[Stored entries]
- - - -
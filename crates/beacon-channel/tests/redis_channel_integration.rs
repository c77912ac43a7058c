use std::sync::atomic::{AtomicBool, AtomicUsize, Ordering};
use std::sync::Arc;
use std::time::Duration;

use async_trait::async_trait;
use beacon_channel::{
    ChannelError, EventChannel, EventChannelExt, RedisChannelConfig, RedisEventChannel,
};
use beacon_core::{DomainEvent, EventEnvelope, EventHandler, ShortCode, UrlAccessedEvent};
use beacon_test_infra::redis::RedisServer;

struct Fixture {
    _redis: RedisServer,
    url: String,
}

impl Fixture {
    async fn start() -> Self {
        let redis = RedisServer::new().await.expect("start redis");
        let url = redis.redis_url().await.expect("redis url");
        Self { _redis: redis, url }
    }

    fn config(&self, service: &str) -> RedisChannelConfig {
        RedisChannelConfig::builder()
            .url(self.url.as_str())
            .service_name(service)
            .poll_interval(Duration::from_millis(20))
            .redelivery_interval(Duration::from_millis(200))
            .build()
    }

    async fn channel(&self, service: &str) -> RedisEventChannel {
        let channel = RedisEventChannel::new(self.config(service)).expect("channel");
        channel.connect().await.expect("connect");
        channel
    }
}

#[derive(Clone, Default)]
struct Counting {
    seen: Arc<AtomicUsize>,
    failing: Arc<AtomicBool>,
}

#[async_trait]
impl EventHandler<UrlAccessedEvent> for Counting {
    async fn handle(&self, _event: UrlAccessedEvent) -> anyhow::Result<()> {
        if self.failing.load(Ordering::SeqCst) {
            anyhow::bail!("storage unavailable");
        }
        self.seen.fetch_add(1, Ordering::SeqCst);
        Ok(())
    }
}

fn event() -> UrlAccessedEvent {
    UrlAccessedEvent::now(ShortCode::new_unchecked("abc123"), "https://example.com")
}

async fn wait_for(counter: &AtomicUsize, expected: usize) {
    awaitility::at_most(Duration::from_secs(10))
        .poll_interval(Duration::from_millis(50))
        .until_async(move || async move { counter.load(Ordering::SeqCst) == expected })
        .await;
}

#[tokio::test]
async fn publish_before_connect_is_rejected() {
    let channel = RedisEventChannel::new(
        RedisChannelConfig::builder()
            .url("redis://127.0.0.1:1")
            .service_name("url-management")
            .build(),
    )
    .unwrap();

    let err = channel
        .publish_event(&event(), UrlAccessedEvent::ROUTING_KEY)
        .await
        .unwrap_err();
    assert!(matches!(err, ChannelError::NotConnected));
}

#[tokio::test]
#[ignore = "requires a container runtime"]
async fn delivers_published_events_to_consumer_group() {
    let fixture = Fixture::start().await;
    let consumer = fixture.channel("analytics").await;
    let handler = Counting::default();
    consumer.subscribe_to::<UrlAccessedEvent, _>(handler.clone()).await.unwrap();

    let publisher = fixture.channel("url-management").await;
    for _ in 0..3 {
        publisher
            .publish_event(&event(), UrlAccessedEvent::ROUTING_KEY)
            .await
            .unwrap();
    }

    wait_for(&handler.seen, 3).await;
}

#[tokio::test]
#[ignore = "requires a container runtime"]
async fn events_published_before_subscribe_are_not_lost() {
    let fixture = Fixture::start().await;

    // Binding the queue first makes it durable, like declaring it up front.
    let consumer = fixture.channel("analytics").await;
    consumer.subscribe_to::<UrlAccessedEvent, _>(Counting::default()).await.unwrap();
    consumer.shutdown();

    let publisher = fixture.channel("url-management").await;
    publisher
        .publish_event(&event(), UrlAccessedEvent::ROUTING_KEY)
        .await
        .unwrap();

    let restarted = fixture.channel("analytics").await;
    let handler = Counting::default();
    restarted.subscribe_to::<UrlAccessedEvent, _>(handler.clone()).await.unwrap();

    wait_for(&handler.seen, 1).await;
}

#[tokio::test]
#[ignore = "requires a container runtime"]
async fn failed_deliveries_are_redelivered() {
    let fixture = Fixture::start().await;
    let consumer = fixture.channel("analytics").await;
    let handler = Counting::default();
    handler.failing.store(true, Ordering::SeqCst);
    consumer.subscribe_to::<UrlAccessedEvent, _>(handler.clone()).await.unwrap();

    let publisher = fixture.channel("url-management").await;
    publisher
        .publish_event(&event(), UrlAccessedEvent::ROUTING_KEY)
        .await
        .unwrap();

    tokio::time::sleep(Duration::from_millis(300)).await;
    assert_eq!(handler.seen.load(Ordering::SeqCst), 0);

    handler.failing.store(false, Ordering::SeqCst);
    wait_for(&handler.seen, 1).await;
}

#[tokio::test]
#[ignore = "requires a container runtime"]
async fn undecodable_entries_are_acknowledged_and_skipped() {
    let fixture = Fixture::start().await;
    let consumer = fixture.channel("analytics").await;
    let handler = Counting::default();
    consumer.subscribe_to::<UrlAccessedEvent, _>(handler.clone()).await.unwrap();

    let publisher = fixture.channel("url-management").await;
    publisher
        .publish(EventEnvelope {
            event_type: UrlAccessedEvent::EVENT_TYPE.to_string(),
            routing_key: UrlAccessedEvent::ROUTING_KEY.to_string(),
            payload: "not json".to_string(),
        })
        .await
        .unwrap();
    publisher
        .publish_event(&event(), UrlAccessedEvent::ROUTING_KEY)
        .await
        .unwrap();

    wait_for(&handler.seen, 1).await;
}

#[tokio::test]
#[ignore = "requires a container runtime"]
async fn publishing_trims_the_stream_to_max_len() {
    let fixture = Fixture::start().await;
    let publisher = RedisEventChannel::new(
        RedisChannelConfig::builder()
            .url(fixture.url.as_str())
            .service_name("url-management")
            .max_len(Some(10))
            .build(),
    )
    .unwrap();
    publisher.connect().await.unwrap();

    for _ in 0..300 {
        publisher
            .publish_event(&event(), UrlAccessedEvent::ROUTING_KEY)
            .await
            .unwrap();
    }

    let client = redis::Client::open(fixture.url.as_str()).unwrap();
    let mut conn = client.get_multiplexed_async_connection().await.unwrap();
    let len: u64 = redis::cmd("XLEN")
        .arg(publisher.config().stream_key(UrlAccessedEvent::ROUTING_KEY))
        .query_async(&mut conn)
        .await
        .unwrap();
    // `MAXLEN ~` trims whole radix-tree nodes only.
    assert!(len < 300, "stream kept {len} entries");
}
- - - -
**WHAT TO PRODUCE**
The data above should be reproduced in full, word for word.

**SOLUTION TO THIS EXERCISE**
filename crates/beacon-channel/tests/redis_channel_integration.rs
repository c77912ac43a7058c
use std::sync::atomic::{AtomicBool, AtomicUsize, Ordering};
use std::sync::Arc;
use std::time::Duration;

use async_trait::async_trait;
use beacon_channel::{
    ChannelError, EventChannel, EventChannelExt, RedisChannelConfig, RedisEventChannel,
};
use beacon_core::{DomainEvent, EventEnvelope, EventHandler, ShortCode, UrlAccessedEvent};
use beacon_test_infra::redis::RedisServer;

struct Fixture {
    _redis: RedisServer,
    url: String,
}

impl Fixture {
    async fn start() -> Self {
        let redis = RedisServer::new().await.expect("start redis");
        let url = redis.redis_url().await.expect("redis url");
        Self { _redis: redis, url }
    }

    fn config(&self, service: &str) -> RedisChannelConfig {
        RedisChannelConfig::builder()
            .url(self.url.as_str())
            .service_name(service)
            .poll_interval(Duration::from_millis(20))
            .redelivery_interval(Duration::from_millis(200))
            .build()
    }

    async fn channel(&self, service: &str) -> RedisEventChannel {
        let channel = RedisEventChannel::new(self.config(service)).expect("channel");
        channel.connect().await.expect("connect");
        channel
    }
}

#[derive(Clone, Default)]
struct Counting {
    seen: Arc<AtomicUsize>,
    failing: Arc<AtomicBool>,
}

#[async_trait]
impl EventHandler<UrlAccessedEvent> for Counting {
    async fn handle(&self, _event: UrlAccessedEvent) -> anyhow::Result<()> {
        if self.failing.load(Ordering::SeqCst) {
            anyhow::bail!("storage unavailable");
        }
        self.seen.fetch_add(1, Ordering::SeqCst);
        Ok(())
    }
}

fn event() -> UrlAccessedEvent {
    UrlAccessedEvent::now(ShortCode::new_unchecked("abc123"), "https://example.com")
}

async fn wait_for(counter: &AtomicUsize, expected: usize) {
    awaitility::at_most(Duration::from_secs(10))
        .poll_interval(Duration::from_millis(50))
        .until_async(move || async move { counter.load(Ordering::SeqCst) == expected })
        .await;
}

#[tokio::test]
async fn publish_before_connect_is_rejected() {
    let channel = RedisEventChannel::new(
        RedisChannelConfig::builder()
            .url("redis://127.0.0.1:1")
            .service_name("url-management")
            .build(),
    )
    .unwrap();

    let err = channel
        .publish_event(&event(), UrlAccessedEvent::ROUTING_KEY)
        .await
        .unwrap_err();
    assert!(matches!(err, ChannelError::NotConnected));
}

#[tokio::test]
#[ignore = "requires a container runtime"]
async fn delivers_published_events_to_consumer_group() {
    let fixture = Fixture::start().await;
    let consumer = fixture.channel("analytics").await;
    let handler = Counting::default();
    consumer.subscribe_to::<UrlAccessedEvent, _>(handler.clone()).await.unwrap();

    let publisher = fixture.channel("url-management").await;
    for _ in 0..3 {
        publisher
            .publish_event(&event(), UrlAccessedEvent::ROUTING_KEY)
            .await
            .unwrap();
    }

    wait_for(&handler.seen, 3).await;
}

#[tokio::test]
#[ignore = "requires a container runtime"]
async fn events_published_before_subscribe_are_not_lost() {
    let fixture = Fixture::start().await;

    // Binding the queue first makes it durable, like declaring it up front.
    let consumer = fixture.channel("analytics").await;
    consumer.subscribe_to::<UrlAccessedEvent, _>(Counting::default()).await.unwrap();
    consumer.shutdown();

    let publisher = fixture.channel("url-management").await;
    publisher
        .publish_event(&event(), UrlAccessedEvent::ROUTING_KEY)
        .await
        .unwrap();

    let restarted = fixture.channel("analytics").await;
    let handler = Counting::default();
    restarted.subscribe_to::<UrlAccessedEvent, _>(handler.clone()).await.unwrap();

    wait_for(&handler.seen, 1).await;
}

#[tokio::test]
#[ignore = "requires a container runtime"]
async fn failed_deliveries_are_redelivered() {
    let fixture = Fixture::start().await;
    let consumer = fixture.channel("analytics").await;
    let handler = Counting::default();
    handler.failing.store(true, Ordering::SeqCst);
    consumer.subscribe_to::<UrlAccessedEvent, _>(handler.clone()).await.unwrap();

    let publisher = fixture.channel("url-management").await;
    publisher
        .publish_event(&event(), UrlAccessedEvent::ROUTING_KEY)
        .await
        .unwrap();

    tokio::time::sleep(Duration::from_millis(300)).await;
    assert_eq!(handler.seen.load(Ordering::SeqCst), 0);

    handler.failing.store(false, Ordering::SeqCst);
    wait_for(&handler.seen, 1).await;
}

#[tokio::test]
#[ignore = "requires a container runtime"]
async fn undecodable_entries_are_acknowledged_and_skipped() {
    let fixture = Fixture::start().await;
    let consumer = fixture.channel("analytics").await;
    let handler = Counting::default();
    consumer.subscribe_to::<UrlAccessedEvent, _>(handler.clone()).await.unwrap();

    let publisher = fixture.channel("url-management").await;
    publisher
        .publish(EventEnvelope {
            event_type: UrlAccessedEvent::EVENT_TYPE.to_string(),
            routing_key: UrlAccessedEvent::ROUTING_KEY.to_string(),
            payload: "not json".to_string(),
        })
        .await
        .unwrap();
    publisher
        .publish_event(&event(), UrlAccessedEvent::ROUTING_KEY)
        .await
        .unwrap();

    wait_for(&handler.seen, 1).await;
}

#[tokio::test]
#[ignore = "requires a container runtime"]
async fn publishing_trims_the_stream_to_max_len() {
    let fixture = Fixture::start().await;
    let publisher = RedisEventChannel::new(
        RedisChannelConfig::builder()
            .url(fixture.url.as_str())
            .service_name("url-management")
            .max_len(Some(10))
            .build(),
    )
    .unwrap();
    publisher.connect().await.unwrap();

    for _ in 0..300 {
        publisher
            .publish_event(&event(), UrlAccessedEvent::ROUTING_KEY)
            .await
            .unwrap();
    }

    let client = redis::Client::open(fixture.url.as_str()).unwrap();
    let mut conn = client.get_multiplexed_async_connection().await.unwrap();
    let len: u64 = redis::cmd("XLEN")
        .arg(publisher.config().stream_key(UrlAccessedEvent::ROUTING_KEY))
        .query_async(&mut conn)
        .await
        .unwrap();
    // `MAXLEN ~` trims whole radix-tree nodes only.
    assert!(len < 300, "stream kept {len} entries");
}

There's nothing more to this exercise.